=== Begin Enclosure ===
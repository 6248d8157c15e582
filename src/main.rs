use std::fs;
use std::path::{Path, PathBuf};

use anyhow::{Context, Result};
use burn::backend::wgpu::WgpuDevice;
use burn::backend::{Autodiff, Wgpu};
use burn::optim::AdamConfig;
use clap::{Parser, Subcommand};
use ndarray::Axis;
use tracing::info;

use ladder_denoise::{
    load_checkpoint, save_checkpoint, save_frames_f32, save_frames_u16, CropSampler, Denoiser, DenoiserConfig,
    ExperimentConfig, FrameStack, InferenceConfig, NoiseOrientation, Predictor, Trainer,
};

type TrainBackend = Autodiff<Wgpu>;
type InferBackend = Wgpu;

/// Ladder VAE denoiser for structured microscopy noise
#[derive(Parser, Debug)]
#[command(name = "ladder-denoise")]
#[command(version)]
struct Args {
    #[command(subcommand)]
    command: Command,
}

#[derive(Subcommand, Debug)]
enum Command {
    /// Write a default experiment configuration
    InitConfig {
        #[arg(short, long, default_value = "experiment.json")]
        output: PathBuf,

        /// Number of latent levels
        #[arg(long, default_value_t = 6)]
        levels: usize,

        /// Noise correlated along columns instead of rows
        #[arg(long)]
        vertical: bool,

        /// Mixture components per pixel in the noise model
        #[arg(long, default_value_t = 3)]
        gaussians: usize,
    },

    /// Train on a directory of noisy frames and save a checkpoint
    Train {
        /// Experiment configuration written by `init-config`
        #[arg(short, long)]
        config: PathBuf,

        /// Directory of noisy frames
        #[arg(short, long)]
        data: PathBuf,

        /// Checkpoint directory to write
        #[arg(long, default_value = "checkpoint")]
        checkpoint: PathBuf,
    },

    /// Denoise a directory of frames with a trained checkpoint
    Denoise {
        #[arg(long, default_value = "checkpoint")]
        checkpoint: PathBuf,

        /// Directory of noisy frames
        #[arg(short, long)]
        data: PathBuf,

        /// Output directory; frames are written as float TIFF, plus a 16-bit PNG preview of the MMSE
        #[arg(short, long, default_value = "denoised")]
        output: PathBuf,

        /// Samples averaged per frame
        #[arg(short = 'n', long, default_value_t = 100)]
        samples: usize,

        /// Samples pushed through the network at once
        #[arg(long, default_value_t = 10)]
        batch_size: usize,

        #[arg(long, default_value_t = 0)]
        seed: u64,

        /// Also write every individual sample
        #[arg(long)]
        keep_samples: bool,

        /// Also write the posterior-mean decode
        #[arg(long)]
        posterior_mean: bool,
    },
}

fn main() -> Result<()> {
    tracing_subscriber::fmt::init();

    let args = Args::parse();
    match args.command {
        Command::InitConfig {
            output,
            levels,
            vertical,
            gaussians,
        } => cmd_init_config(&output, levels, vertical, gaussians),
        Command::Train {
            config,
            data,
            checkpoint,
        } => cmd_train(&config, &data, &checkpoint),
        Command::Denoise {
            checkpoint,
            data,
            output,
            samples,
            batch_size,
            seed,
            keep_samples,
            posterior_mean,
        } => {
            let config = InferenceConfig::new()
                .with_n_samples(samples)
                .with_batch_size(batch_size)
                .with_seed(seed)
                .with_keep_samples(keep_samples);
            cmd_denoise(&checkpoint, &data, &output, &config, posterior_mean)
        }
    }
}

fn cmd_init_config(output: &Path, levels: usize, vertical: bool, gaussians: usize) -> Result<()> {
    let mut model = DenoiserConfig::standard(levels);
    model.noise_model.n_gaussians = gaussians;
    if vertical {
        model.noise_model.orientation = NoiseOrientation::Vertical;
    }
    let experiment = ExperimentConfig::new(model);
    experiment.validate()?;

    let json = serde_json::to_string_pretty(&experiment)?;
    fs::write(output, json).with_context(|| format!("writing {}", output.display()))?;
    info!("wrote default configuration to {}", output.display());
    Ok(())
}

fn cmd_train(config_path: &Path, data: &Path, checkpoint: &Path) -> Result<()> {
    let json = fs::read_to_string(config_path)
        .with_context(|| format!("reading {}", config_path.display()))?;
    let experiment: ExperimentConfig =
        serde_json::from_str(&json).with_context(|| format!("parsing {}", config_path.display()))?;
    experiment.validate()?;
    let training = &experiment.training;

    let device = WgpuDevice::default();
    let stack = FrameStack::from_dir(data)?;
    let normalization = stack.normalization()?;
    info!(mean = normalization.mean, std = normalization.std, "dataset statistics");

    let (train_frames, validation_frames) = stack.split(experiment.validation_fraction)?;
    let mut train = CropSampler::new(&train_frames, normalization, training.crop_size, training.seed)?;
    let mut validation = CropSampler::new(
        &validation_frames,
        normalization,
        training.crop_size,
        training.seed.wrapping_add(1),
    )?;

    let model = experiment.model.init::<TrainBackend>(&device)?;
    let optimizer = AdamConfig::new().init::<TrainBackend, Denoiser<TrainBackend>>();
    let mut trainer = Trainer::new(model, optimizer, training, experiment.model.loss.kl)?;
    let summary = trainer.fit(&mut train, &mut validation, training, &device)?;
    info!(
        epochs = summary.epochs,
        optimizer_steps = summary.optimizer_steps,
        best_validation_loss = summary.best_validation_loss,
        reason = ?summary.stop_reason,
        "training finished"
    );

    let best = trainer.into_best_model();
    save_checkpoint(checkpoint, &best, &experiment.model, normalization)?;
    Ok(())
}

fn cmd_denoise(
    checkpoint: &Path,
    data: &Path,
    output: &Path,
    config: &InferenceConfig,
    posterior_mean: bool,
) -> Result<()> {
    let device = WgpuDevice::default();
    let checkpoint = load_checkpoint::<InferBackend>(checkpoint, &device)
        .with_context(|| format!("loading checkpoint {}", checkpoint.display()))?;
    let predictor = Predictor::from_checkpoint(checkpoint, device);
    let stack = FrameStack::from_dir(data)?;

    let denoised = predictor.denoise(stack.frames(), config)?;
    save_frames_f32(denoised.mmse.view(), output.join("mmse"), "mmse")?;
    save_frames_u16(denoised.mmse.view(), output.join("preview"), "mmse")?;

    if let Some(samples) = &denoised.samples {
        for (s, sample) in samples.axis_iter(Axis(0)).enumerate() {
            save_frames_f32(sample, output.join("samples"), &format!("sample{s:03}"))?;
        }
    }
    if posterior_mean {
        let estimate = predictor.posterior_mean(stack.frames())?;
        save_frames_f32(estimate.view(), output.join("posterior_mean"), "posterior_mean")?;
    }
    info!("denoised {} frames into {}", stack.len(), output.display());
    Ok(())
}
=== End Enclosure ===
Problem description
Search term "json": return each line of the data that contains it.

Output of the exercise
        #[arg(short, long, default_value = "experiment.json")]
    let json = serde_json::to_string_pretty(&experiment)?;
    fs::write(output, json).with_context(|| format!("writing {}", output.display()))?;
    let json = fs::read_to_string(config_path)
        serde_json::from_str(&json).with_context(|| format!("parsing {}", config_path.display()))?;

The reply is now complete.